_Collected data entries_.

►

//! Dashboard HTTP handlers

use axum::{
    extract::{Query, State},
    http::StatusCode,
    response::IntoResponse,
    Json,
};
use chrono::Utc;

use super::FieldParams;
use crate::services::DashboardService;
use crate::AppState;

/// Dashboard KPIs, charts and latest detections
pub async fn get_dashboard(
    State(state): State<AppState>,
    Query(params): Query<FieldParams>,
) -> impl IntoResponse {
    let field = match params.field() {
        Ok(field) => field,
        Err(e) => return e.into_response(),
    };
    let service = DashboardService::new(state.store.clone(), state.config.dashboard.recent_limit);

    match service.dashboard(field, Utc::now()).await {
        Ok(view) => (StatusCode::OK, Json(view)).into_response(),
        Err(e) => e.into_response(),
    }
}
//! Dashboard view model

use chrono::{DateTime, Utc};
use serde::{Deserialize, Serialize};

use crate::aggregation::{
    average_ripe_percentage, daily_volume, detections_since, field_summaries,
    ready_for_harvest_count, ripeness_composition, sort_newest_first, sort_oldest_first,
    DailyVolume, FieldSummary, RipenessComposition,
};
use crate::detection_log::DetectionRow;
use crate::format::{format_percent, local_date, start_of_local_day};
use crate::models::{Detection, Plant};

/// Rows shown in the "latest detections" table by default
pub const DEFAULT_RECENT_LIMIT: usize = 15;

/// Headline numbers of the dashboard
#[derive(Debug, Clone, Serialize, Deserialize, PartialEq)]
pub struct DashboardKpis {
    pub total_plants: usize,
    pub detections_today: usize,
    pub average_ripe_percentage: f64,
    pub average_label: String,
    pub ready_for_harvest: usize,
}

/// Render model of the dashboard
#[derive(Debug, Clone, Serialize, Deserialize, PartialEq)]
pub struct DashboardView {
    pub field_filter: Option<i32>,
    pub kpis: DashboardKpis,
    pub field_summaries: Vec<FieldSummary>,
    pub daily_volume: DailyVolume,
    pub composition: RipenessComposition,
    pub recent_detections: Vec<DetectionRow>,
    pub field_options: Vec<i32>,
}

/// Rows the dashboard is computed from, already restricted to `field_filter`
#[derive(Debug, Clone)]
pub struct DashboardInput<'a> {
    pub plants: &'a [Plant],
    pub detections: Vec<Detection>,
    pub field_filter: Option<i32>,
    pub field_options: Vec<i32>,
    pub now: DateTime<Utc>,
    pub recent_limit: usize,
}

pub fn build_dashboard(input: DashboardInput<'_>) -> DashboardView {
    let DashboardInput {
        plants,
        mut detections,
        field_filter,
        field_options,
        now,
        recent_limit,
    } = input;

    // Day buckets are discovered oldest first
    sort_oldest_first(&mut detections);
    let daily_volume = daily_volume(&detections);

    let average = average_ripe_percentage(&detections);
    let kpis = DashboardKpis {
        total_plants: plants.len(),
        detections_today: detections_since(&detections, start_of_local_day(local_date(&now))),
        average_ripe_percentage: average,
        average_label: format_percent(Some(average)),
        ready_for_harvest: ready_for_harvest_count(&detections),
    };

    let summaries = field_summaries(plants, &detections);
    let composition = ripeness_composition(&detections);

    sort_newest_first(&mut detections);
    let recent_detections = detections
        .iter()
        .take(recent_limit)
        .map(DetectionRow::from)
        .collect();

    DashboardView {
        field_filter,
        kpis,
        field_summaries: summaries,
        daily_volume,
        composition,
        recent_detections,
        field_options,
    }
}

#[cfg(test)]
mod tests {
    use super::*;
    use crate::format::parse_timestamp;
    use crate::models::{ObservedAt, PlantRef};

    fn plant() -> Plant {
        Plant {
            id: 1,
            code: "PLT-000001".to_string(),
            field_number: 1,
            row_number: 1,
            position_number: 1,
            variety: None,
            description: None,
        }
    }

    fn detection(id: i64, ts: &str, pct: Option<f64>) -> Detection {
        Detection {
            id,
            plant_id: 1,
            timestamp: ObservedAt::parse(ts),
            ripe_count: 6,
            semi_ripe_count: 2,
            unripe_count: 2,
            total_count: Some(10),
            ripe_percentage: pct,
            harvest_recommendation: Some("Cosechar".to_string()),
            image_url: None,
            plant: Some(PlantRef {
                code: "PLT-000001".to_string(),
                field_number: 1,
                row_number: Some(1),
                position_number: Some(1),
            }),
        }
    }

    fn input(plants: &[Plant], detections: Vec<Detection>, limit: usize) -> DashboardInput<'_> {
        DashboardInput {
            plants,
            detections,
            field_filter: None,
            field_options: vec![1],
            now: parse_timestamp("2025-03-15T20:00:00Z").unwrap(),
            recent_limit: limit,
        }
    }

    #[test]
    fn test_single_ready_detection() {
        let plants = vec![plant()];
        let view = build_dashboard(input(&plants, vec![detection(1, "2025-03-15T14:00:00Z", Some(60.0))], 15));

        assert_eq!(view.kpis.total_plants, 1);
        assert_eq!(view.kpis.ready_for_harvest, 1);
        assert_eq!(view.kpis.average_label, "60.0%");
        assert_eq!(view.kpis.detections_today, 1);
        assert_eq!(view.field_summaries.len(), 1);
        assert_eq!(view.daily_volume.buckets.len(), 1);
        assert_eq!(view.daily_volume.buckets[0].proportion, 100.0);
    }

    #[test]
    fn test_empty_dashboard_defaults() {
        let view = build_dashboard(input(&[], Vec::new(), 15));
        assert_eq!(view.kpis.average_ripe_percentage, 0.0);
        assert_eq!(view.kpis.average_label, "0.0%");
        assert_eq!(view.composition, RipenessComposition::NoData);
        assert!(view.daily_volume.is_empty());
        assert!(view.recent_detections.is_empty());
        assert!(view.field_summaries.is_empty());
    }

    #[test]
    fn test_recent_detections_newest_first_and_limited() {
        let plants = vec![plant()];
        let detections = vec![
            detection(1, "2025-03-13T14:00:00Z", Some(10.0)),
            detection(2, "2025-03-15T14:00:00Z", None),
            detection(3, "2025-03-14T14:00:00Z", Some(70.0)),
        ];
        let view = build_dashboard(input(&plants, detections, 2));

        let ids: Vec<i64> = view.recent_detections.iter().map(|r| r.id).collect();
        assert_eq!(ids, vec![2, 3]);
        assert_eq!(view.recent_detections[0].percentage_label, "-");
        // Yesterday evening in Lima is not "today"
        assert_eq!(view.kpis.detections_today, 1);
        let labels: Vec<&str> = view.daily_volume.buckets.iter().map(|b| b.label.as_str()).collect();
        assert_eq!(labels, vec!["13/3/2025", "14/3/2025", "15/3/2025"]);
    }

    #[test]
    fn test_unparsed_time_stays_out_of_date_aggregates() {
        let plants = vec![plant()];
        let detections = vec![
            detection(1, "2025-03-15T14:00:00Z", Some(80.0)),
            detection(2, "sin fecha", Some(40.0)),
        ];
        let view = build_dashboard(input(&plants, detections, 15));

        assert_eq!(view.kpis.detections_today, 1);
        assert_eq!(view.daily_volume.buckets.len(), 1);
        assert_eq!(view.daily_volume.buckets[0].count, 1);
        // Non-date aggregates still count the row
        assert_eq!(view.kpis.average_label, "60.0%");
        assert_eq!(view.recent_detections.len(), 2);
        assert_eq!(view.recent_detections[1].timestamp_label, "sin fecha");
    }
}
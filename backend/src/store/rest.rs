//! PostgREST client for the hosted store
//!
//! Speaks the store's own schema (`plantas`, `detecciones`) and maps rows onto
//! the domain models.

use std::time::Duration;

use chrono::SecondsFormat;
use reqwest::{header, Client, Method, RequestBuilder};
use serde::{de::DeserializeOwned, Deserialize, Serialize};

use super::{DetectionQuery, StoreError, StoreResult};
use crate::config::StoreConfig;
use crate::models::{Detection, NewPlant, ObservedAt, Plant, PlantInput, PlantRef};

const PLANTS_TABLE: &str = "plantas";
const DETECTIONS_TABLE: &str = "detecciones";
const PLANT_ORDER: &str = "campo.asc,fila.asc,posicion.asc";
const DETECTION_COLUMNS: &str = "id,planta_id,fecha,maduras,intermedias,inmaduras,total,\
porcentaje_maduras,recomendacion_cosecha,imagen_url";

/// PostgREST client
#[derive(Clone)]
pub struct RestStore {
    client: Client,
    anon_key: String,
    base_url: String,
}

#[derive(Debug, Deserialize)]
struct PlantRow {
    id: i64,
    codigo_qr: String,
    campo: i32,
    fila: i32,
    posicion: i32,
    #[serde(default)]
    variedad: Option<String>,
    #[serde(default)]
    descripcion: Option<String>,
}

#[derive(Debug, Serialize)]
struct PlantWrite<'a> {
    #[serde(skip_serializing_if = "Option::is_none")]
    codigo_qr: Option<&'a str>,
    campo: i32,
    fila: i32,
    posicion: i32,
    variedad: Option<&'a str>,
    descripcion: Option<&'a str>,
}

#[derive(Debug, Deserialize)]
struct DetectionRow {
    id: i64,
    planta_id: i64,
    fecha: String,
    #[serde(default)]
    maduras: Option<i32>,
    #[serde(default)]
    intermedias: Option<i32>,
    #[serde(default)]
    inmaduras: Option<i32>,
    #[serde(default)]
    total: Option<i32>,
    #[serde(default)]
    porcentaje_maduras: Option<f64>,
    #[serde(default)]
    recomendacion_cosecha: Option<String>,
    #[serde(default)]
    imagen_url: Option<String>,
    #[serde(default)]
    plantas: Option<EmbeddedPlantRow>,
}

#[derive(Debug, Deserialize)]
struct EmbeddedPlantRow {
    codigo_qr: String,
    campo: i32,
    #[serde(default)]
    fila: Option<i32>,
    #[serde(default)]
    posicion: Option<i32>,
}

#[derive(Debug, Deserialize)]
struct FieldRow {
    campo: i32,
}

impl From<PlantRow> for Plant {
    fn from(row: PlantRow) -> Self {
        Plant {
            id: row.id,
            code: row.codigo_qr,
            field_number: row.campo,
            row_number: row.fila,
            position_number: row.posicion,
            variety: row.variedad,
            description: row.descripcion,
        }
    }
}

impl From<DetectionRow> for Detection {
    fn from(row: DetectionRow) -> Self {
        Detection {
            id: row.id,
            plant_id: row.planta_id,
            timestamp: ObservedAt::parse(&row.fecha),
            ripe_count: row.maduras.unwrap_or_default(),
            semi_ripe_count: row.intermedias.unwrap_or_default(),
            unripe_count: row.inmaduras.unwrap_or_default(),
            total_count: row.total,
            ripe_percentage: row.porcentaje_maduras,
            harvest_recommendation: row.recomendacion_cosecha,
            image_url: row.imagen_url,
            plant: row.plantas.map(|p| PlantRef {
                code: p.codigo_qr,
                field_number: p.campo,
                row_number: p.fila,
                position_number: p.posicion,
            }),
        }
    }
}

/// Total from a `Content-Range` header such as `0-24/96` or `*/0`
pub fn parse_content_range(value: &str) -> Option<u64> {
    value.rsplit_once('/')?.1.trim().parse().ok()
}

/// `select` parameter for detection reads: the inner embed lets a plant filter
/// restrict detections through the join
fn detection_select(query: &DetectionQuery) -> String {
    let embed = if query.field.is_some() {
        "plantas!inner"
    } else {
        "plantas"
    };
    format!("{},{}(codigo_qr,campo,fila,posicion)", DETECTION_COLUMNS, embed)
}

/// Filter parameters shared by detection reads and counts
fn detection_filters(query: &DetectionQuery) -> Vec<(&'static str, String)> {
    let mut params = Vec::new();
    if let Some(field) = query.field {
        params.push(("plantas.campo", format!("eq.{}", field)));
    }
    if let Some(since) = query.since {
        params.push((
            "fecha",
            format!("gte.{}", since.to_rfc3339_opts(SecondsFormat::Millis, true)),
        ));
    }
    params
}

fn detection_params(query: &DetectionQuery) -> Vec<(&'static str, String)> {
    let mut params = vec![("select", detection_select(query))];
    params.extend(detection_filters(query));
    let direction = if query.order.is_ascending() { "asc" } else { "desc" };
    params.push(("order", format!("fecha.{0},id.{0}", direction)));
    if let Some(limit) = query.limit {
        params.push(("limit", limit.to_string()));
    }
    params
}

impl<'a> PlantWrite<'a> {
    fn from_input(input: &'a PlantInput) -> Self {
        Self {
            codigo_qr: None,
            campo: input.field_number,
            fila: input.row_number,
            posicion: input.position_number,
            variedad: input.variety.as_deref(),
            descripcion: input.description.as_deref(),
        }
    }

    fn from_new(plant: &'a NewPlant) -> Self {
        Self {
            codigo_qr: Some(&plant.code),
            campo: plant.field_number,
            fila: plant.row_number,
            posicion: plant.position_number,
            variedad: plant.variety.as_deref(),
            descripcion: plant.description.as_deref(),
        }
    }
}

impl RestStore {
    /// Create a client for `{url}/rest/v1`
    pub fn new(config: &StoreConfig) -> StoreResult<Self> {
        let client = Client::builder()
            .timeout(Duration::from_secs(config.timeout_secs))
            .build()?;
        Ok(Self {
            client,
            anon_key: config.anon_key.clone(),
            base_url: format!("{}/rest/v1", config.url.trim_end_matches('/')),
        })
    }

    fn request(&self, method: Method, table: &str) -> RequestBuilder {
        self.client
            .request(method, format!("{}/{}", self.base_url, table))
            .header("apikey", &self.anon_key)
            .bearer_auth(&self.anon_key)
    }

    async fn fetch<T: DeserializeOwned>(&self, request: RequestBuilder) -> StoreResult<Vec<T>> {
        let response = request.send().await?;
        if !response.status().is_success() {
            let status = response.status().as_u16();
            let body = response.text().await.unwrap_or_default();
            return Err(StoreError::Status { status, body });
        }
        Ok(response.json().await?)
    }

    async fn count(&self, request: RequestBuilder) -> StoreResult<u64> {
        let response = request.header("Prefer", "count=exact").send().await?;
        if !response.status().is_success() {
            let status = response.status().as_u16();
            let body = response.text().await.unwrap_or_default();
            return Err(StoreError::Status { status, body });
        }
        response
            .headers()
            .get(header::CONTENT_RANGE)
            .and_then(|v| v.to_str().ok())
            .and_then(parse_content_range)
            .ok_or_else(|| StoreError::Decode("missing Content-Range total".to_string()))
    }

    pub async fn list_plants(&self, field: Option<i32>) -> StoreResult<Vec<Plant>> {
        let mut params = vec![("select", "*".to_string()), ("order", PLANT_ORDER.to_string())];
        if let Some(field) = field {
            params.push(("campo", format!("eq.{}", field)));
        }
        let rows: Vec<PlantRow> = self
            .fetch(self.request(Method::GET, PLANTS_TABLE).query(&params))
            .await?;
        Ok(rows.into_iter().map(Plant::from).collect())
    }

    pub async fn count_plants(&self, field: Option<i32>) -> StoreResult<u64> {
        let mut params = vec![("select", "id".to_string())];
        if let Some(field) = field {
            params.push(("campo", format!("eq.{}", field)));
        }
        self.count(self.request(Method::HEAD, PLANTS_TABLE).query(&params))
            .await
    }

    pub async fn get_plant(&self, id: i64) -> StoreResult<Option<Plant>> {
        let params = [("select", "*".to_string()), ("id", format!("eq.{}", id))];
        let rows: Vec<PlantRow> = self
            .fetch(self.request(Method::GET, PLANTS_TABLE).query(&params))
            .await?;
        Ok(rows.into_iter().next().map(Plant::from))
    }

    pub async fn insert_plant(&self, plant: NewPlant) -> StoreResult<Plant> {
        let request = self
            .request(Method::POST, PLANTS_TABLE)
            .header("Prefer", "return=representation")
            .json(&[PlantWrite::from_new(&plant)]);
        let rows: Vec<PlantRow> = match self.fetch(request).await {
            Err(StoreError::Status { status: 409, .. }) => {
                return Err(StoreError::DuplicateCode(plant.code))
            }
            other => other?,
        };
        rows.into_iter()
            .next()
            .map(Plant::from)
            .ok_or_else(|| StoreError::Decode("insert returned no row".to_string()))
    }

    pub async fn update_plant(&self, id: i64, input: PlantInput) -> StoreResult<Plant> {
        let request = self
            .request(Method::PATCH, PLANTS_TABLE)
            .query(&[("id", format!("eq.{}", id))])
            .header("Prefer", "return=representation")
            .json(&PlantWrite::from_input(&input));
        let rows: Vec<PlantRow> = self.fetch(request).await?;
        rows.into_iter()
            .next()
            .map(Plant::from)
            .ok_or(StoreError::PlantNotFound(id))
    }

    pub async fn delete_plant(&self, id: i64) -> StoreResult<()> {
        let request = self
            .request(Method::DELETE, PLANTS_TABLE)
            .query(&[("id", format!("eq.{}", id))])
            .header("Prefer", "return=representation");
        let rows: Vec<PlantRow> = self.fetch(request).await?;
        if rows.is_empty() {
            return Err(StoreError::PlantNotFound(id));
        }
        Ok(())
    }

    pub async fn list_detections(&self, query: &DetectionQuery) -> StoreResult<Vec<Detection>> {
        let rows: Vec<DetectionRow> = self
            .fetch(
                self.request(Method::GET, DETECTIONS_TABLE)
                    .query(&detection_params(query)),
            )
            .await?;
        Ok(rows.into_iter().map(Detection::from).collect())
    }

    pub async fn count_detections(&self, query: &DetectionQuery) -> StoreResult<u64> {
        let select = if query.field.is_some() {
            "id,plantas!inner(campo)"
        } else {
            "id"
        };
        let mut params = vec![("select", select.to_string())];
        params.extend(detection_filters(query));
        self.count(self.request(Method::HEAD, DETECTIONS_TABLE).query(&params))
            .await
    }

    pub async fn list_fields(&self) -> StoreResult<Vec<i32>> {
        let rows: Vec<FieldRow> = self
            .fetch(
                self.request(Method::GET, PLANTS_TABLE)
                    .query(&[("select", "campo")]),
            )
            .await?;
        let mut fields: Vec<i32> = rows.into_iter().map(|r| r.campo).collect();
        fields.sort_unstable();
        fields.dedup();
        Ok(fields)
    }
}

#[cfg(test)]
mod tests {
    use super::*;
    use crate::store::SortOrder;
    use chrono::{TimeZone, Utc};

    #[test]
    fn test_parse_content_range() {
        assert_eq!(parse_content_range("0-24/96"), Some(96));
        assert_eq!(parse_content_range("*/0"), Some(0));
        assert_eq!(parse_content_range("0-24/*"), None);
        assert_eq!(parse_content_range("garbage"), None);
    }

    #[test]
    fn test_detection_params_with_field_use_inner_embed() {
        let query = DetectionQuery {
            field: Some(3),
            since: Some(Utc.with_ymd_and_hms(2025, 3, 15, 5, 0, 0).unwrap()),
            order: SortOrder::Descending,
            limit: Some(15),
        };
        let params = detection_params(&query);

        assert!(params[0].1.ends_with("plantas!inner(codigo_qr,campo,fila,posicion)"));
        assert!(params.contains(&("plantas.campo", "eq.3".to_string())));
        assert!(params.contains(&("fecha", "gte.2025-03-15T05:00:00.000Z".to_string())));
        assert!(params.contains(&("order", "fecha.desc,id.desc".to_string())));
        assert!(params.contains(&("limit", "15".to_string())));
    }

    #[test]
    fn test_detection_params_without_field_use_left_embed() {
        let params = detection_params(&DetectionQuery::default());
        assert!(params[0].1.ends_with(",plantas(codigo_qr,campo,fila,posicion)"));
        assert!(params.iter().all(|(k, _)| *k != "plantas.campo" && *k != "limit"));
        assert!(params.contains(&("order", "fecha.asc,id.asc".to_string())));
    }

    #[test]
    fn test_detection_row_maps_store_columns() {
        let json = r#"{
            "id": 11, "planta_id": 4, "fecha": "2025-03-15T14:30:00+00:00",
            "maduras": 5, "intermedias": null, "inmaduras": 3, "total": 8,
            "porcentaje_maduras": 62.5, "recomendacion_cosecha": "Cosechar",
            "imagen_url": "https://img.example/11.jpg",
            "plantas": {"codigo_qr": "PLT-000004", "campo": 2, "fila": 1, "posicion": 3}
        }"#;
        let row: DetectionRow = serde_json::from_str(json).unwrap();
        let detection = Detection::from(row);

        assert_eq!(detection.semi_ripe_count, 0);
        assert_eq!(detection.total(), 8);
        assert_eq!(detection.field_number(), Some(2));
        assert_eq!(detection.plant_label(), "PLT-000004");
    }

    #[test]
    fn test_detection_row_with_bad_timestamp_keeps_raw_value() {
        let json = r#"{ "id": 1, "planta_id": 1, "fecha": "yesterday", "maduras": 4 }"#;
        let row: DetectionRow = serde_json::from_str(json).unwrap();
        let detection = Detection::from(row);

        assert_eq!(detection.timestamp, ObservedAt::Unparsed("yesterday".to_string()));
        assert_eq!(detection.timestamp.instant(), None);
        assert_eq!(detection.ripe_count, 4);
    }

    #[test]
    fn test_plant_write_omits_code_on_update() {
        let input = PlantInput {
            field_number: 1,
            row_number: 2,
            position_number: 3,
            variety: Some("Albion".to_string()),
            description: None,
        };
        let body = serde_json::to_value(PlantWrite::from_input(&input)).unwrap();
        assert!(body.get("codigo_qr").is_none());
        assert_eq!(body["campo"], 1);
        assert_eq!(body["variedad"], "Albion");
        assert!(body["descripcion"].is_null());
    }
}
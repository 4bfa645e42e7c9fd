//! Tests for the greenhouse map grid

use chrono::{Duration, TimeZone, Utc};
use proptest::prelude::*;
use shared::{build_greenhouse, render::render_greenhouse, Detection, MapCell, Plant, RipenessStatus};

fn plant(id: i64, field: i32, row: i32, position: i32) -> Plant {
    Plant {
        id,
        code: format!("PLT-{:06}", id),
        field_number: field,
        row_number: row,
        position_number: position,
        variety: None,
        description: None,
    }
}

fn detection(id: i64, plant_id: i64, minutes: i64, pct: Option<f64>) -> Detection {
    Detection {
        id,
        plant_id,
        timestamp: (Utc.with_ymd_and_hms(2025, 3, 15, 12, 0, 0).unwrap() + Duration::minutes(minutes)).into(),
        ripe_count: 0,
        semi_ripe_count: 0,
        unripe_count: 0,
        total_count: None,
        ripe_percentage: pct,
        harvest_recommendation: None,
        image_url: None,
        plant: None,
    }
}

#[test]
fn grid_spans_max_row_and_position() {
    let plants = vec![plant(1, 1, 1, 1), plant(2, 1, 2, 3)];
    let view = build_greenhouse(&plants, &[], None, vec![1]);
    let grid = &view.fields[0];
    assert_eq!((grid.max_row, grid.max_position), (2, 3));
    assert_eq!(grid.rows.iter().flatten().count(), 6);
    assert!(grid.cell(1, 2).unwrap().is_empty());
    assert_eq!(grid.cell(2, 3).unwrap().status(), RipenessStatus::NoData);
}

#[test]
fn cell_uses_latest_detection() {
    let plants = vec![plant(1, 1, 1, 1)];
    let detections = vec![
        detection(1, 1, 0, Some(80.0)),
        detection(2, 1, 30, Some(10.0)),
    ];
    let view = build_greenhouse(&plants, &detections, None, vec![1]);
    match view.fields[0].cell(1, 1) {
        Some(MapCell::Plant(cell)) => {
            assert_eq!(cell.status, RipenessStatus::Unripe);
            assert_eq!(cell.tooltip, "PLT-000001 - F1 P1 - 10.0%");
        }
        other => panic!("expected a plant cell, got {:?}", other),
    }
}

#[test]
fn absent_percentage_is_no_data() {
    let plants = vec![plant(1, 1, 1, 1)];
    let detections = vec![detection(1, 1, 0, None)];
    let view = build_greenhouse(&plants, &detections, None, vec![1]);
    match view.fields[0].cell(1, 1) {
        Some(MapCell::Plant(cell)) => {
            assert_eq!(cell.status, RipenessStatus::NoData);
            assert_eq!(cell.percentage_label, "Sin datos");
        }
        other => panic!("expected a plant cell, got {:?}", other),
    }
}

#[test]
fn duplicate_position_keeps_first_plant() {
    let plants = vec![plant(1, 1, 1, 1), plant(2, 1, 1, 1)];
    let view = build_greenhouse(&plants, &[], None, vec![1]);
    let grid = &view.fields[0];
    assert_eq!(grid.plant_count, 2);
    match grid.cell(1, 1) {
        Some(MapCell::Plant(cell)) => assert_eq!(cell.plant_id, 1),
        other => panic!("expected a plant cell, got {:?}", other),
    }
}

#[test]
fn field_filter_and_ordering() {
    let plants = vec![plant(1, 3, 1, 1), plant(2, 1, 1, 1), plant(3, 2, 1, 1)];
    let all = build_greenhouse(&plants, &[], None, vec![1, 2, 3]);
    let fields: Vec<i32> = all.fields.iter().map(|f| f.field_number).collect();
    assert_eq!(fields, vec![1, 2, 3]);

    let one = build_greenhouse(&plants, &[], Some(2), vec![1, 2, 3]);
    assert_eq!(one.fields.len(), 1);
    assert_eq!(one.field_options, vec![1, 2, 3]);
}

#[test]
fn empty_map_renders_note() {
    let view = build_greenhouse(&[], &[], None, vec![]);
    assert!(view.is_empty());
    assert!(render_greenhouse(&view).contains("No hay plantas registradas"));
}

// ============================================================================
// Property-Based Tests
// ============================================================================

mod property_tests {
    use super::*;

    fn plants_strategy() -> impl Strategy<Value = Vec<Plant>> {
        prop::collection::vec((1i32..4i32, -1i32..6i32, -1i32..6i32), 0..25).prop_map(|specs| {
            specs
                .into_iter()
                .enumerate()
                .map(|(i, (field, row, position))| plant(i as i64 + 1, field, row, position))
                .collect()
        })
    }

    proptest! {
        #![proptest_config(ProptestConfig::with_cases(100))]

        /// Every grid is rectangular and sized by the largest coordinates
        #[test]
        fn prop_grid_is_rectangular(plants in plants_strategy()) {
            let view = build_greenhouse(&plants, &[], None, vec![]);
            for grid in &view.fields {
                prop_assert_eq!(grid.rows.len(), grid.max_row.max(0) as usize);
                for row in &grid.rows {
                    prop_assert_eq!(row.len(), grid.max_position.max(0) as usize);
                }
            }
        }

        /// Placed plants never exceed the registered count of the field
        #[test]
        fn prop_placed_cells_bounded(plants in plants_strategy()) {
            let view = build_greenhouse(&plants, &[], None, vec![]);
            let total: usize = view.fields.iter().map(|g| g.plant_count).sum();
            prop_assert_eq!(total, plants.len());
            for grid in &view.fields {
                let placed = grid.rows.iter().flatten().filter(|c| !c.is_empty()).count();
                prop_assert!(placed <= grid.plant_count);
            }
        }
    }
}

◄

Return all lines in the entries above that carry the word "Albion".

            variety: Some("Albion".to_string()),
        assert_eq!(body["variedad"], "Albion");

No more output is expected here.